(Records from a data source)

──────────────────────────────

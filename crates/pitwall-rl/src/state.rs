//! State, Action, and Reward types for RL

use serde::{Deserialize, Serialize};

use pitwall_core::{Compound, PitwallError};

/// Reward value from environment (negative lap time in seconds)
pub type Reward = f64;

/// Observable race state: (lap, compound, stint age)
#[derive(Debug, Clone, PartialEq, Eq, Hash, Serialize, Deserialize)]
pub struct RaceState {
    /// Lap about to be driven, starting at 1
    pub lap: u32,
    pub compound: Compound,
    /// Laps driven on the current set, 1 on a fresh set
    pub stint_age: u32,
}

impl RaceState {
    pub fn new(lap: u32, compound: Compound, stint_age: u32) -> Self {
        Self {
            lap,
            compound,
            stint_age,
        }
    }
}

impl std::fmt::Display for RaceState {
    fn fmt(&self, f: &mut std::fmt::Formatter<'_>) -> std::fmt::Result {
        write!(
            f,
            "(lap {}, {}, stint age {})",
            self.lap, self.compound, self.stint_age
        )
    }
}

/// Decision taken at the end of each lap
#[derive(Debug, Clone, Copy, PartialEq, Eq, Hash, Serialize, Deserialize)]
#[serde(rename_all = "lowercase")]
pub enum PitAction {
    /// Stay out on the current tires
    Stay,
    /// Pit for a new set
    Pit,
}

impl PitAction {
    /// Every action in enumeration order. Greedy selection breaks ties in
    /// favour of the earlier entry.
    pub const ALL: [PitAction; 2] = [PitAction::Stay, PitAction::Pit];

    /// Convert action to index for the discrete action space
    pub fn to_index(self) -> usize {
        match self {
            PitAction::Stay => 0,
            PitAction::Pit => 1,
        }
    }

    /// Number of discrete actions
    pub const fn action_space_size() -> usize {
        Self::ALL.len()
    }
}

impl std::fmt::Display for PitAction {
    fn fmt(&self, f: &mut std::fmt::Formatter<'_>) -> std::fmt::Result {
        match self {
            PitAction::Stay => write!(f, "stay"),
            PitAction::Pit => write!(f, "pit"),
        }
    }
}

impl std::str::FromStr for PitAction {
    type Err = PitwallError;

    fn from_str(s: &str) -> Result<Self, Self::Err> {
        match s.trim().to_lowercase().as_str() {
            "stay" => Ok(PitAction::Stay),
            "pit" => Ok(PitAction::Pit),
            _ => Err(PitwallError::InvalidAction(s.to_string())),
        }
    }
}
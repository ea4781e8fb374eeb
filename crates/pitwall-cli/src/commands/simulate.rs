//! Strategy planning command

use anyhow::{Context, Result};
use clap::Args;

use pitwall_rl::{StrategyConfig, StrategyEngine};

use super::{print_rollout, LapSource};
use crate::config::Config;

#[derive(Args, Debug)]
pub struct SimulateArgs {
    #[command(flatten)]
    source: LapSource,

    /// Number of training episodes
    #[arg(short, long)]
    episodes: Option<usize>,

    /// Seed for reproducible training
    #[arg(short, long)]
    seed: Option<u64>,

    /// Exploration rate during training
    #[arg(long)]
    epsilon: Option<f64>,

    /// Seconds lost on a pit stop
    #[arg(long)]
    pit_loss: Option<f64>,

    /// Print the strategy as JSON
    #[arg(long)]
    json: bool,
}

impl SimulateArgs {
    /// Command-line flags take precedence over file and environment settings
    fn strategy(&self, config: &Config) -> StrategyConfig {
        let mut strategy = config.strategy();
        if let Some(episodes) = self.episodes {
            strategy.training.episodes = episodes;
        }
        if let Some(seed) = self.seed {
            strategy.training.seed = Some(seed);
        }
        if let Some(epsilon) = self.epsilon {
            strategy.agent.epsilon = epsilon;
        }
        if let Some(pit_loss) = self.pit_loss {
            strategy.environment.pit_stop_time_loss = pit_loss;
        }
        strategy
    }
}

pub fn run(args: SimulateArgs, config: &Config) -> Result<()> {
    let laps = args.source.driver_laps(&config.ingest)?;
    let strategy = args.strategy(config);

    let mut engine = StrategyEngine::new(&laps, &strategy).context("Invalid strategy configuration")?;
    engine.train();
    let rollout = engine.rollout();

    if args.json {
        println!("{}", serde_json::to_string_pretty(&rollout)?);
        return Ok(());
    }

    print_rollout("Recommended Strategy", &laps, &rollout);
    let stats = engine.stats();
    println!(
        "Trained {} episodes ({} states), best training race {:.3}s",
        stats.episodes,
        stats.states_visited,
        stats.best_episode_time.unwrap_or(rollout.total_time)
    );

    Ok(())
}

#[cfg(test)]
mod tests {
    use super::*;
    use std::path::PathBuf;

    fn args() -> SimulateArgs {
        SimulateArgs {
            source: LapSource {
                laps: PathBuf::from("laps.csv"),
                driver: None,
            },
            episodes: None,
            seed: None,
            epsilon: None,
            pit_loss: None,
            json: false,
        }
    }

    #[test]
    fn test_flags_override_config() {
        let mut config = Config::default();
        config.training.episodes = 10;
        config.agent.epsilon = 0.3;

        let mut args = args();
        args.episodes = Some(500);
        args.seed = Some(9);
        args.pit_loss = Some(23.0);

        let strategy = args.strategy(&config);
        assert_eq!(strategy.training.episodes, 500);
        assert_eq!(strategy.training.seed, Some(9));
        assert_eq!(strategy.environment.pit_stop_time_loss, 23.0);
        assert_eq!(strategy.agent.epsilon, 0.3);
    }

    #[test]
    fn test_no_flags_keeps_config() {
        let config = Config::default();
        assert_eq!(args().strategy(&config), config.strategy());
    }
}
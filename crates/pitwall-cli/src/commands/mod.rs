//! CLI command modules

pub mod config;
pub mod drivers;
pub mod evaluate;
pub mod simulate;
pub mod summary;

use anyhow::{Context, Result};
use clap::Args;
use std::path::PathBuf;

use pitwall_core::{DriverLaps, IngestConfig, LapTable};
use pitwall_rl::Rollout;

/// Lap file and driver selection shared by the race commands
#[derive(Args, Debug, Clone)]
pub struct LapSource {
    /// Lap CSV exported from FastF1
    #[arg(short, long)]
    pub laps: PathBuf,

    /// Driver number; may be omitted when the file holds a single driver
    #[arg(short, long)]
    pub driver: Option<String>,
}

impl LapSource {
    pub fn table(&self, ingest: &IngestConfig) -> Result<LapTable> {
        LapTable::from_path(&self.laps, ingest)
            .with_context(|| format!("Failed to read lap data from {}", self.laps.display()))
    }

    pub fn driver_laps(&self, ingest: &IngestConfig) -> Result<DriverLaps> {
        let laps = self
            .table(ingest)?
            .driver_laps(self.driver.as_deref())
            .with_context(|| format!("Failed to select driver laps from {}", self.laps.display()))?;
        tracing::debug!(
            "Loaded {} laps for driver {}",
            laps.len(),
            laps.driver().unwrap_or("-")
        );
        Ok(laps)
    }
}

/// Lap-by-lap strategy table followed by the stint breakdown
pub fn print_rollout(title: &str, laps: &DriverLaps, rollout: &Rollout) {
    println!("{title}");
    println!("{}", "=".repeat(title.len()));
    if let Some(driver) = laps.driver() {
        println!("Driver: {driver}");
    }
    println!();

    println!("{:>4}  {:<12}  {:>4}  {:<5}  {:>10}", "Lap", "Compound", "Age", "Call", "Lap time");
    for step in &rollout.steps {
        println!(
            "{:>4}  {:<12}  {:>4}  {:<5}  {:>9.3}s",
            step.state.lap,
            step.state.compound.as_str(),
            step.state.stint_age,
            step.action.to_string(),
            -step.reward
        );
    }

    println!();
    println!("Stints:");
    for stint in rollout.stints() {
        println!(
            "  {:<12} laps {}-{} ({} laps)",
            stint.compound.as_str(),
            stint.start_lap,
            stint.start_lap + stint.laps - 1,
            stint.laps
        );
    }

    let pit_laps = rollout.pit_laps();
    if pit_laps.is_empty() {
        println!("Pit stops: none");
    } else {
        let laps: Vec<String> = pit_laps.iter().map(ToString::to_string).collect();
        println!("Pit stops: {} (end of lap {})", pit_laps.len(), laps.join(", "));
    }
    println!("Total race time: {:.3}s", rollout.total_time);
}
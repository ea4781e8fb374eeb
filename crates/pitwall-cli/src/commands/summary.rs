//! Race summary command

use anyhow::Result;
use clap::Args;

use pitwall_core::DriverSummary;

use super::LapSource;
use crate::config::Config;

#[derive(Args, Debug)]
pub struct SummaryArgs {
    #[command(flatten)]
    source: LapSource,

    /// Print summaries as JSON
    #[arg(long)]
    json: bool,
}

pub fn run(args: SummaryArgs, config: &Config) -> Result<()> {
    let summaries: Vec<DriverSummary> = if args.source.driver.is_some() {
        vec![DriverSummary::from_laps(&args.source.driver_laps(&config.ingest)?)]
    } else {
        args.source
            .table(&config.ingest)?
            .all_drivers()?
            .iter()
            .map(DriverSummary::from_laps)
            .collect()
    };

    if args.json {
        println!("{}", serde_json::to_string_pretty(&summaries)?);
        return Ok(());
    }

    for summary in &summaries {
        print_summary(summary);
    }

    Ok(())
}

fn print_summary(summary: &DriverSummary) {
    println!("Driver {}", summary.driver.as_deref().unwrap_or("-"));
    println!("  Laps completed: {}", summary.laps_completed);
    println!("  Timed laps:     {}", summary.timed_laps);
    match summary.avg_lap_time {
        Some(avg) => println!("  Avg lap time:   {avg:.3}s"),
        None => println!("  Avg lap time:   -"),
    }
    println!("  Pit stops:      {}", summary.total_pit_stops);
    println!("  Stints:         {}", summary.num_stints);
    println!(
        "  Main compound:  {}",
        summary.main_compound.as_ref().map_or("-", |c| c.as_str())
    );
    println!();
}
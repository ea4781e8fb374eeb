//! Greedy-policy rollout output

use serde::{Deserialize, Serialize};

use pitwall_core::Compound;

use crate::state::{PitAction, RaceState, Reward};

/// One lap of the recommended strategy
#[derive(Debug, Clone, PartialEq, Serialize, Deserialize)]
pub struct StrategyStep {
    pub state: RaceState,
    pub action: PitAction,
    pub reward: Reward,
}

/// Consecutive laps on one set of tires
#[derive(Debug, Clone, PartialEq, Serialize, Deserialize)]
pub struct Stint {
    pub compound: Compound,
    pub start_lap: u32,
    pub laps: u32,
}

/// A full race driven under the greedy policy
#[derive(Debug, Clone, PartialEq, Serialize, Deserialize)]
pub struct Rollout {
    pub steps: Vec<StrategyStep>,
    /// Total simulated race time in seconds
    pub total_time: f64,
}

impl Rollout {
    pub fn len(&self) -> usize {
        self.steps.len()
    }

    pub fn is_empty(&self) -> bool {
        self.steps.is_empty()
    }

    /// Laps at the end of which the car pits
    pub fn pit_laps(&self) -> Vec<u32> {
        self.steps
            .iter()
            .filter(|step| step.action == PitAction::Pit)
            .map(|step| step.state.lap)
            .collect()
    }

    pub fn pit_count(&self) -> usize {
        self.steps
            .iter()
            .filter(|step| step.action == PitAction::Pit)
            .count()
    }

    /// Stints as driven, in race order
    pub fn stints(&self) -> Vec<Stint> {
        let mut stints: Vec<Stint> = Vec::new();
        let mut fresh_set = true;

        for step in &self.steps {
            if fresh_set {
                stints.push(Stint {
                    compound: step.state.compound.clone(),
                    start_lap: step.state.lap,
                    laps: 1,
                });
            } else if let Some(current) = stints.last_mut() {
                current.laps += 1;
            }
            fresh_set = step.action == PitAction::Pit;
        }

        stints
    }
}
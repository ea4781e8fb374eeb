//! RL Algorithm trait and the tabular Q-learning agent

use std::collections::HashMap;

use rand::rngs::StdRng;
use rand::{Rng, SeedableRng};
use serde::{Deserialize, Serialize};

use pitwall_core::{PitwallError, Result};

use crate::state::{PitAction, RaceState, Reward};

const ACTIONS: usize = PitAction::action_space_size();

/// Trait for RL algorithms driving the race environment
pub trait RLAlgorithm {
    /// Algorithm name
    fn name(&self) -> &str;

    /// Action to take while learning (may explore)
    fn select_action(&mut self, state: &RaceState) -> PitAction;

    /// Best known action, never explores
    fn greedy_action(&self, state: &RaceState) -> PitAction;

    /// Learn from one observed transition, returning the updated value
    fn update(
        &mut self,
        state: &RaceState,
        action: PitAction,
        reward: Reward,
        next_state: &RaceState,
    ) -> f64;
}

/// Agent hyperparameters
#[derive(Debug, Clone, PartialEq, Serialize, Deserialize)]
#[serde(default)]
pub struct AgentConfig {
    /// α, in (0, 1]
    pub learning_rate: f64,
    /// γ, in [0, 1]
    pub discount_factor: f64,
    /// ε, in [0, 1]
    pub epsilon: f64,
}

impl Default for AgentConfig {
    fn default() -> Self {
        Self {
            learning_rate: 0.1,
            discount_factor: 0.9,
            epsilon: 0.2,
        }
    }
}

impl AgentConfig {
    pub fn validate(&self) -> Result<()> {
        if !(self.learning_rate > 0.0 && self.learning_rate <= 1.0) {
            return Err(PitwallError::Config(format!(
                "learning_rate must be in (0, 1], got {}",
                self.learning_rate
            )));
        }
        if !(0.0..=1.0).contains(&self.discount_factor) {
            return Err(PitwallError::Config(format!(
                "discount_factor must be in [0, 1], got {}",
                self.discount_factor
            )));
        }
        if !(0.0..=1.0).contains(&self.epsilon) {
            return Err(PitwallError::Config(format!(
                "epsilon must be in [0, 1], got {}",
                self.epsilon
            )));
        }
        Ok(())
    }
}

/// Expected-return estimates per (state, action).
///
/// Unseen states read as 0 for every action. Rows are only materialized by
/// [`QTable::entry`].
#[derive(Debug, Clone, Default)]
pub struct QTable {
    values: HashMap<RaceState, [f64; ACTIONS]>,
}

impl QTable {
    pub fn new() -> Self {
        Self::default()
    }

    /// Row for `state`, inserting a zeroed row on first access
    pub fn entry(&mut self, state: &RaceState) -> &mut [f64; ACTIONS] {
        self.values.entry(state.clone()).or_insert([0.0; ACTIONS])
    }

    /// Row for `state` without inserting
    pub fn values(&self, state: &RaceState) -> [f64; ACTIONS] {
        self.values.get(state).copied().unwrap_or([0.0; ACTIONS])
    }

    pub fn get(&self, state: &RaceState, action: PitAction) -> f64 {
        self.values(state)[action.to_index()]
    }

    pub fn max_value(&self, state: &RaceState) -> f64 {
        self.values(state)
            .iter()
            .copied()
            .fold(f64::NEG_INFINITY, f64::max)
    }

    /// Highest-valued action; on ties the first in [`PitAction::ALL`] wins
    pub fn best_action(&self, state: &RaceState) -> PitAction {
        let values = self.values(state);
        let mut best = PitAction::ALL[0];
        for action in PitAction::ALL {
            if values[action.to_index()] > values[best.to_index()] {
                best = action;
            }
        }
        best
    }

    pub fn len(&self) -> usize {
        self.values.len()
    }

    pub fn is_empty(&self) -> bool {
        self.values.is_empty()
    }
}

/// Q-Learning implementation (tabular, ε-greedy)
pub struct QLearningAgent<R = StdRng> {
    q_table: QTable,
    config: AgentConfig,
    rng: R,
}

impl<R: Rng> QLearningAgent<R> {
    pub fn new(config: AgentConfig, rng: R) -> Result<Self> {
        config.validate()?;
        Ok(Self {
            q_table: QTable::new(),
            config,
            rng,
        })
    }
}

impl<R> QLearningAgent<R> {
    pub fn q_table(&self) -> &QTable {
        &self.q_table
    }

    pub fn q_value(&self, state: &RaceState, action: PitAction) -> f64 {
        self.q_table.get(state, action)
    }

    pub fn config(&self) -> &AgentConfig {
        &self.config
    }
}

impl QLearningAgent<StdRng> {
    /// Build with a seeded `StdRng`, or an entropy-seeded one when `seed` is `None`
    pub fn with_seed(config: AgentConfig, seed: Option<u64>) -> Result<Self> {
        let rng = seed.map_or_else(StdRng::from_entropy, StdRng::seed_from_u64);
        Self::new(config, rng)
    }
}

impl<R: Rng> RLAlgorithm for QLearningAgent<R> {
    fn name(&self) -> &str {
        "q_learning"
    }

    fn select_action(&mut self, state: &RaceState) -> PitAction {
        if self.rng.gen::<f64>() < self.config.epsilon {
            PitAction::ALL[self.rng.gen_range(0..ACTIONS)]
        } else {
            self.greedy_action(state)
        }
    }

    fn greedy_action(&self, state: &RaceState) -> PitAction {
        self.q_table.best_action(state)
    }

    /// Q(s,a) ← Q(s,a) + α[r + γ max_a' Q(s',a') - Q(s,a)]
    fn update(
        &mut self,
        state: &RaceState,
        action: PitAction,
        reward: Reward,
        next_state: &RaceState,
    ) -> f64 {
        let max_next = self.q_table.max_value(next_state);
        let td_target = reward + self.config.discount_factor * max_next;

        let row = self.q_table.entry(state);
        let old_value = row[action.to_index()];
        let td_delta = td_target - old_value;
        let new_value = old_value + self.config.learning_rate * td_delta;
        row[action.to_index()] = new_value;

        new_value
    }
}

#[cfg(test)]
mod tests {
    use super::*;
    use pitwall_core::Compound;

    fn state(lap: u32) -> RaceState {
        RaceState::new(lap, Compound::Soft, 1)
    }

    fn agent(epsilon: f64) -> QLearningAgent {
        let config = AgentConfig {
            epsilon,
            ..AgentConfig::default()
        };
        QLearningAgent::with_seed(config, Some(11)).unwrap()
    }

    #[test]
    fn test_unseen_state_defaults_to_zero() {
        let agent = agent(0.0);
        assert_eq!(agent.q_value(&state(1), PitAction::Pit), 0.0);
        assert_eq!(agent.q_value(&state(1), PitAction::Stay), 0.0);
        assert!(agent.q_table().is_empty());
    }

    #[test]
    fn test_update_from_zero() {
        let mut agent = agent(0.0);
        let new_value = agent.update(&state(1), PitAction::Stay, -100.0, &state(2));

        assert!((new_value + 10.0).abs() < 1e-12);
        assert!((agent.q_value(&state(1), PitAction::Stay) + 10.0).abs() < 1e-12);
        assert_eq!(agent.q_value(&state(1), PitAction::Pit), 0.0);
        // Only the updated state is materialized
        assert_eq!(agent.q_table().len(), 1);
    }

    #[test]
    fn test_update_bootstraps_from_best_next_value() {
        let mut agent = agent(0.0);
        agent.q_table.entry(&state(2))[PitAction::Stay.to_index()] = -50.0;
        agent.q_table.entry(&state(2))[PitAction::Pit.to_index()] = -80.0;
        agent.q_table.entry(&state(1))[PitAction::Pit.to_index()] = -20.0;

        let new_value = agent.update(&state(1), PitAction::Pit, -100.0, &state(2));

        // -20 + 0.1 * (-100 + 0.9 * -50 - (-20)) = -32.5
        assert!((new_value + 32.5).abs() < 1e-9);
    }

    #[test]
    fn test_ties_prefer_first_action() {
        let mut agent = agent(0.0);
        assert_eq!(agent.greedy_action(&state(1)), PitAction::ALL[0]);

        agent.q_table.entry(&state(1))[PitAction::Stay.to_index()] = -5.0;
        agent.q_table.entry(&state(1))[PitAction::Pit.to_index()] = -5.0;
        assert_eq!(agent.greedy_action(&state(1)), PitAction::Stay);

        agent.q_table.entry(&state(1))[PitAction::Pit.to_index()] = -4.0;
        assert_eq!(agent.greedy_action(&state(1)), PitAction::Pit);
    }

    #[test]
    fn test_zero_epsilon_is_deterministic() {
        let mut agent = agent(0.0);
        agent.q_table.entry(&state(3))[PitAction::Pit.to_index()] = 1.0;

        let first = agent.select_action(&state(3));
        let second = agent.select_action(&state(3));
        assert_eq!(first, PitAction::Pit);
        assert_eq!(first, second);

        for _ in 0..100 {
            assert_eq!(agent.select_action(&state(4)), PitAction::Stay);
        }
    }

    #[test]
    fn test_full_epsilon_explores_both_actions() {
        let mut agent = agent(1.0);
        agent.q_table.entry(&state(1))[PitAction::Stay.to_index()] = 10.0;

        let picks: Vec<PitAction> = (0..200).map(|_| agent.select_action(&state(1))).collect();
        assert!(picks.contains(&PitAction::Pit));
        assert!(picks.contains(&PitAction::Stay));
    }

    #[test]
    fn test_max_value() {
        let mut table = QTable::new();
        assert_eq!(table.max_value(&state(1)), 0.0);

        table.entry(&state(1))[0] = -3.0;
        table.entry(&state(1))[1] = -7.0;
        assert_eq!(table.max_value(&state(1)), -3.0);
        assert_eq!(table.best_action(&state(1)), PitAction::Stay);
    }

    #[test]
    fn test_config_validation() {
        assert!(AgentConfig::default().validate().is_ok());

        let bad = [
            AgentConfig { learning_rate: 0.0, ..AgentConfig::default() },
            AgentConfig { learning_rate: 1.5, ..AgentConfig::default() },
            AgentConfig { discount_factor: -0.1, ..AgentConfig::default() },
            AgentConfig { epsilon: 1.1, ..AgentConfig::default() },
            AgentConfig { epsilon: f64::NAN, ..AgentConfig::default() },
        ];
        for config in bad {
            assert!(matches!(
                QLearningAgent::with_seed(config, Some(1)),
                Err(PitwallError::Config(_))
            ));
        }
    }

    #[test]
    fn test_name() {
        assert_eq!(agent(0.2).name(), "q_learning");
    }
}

──────────────────────────────

WHAT YOU NEED TO DO
When you reach the line that contains "pub type Reward = f64;", stop; output it and every line before it from the start of the data, exactly as written.

RESPONSE TO THIS TASK
filename crates/pitwall-rl/src/state.rs
//! State, Action, and Reward types for RL

use serde::{Deserialize, Serialize};

use pitwall_core::{Compound, PitwallError};

/// Reward value from environment (negative lap time in seconds)
pub type Reward = f64;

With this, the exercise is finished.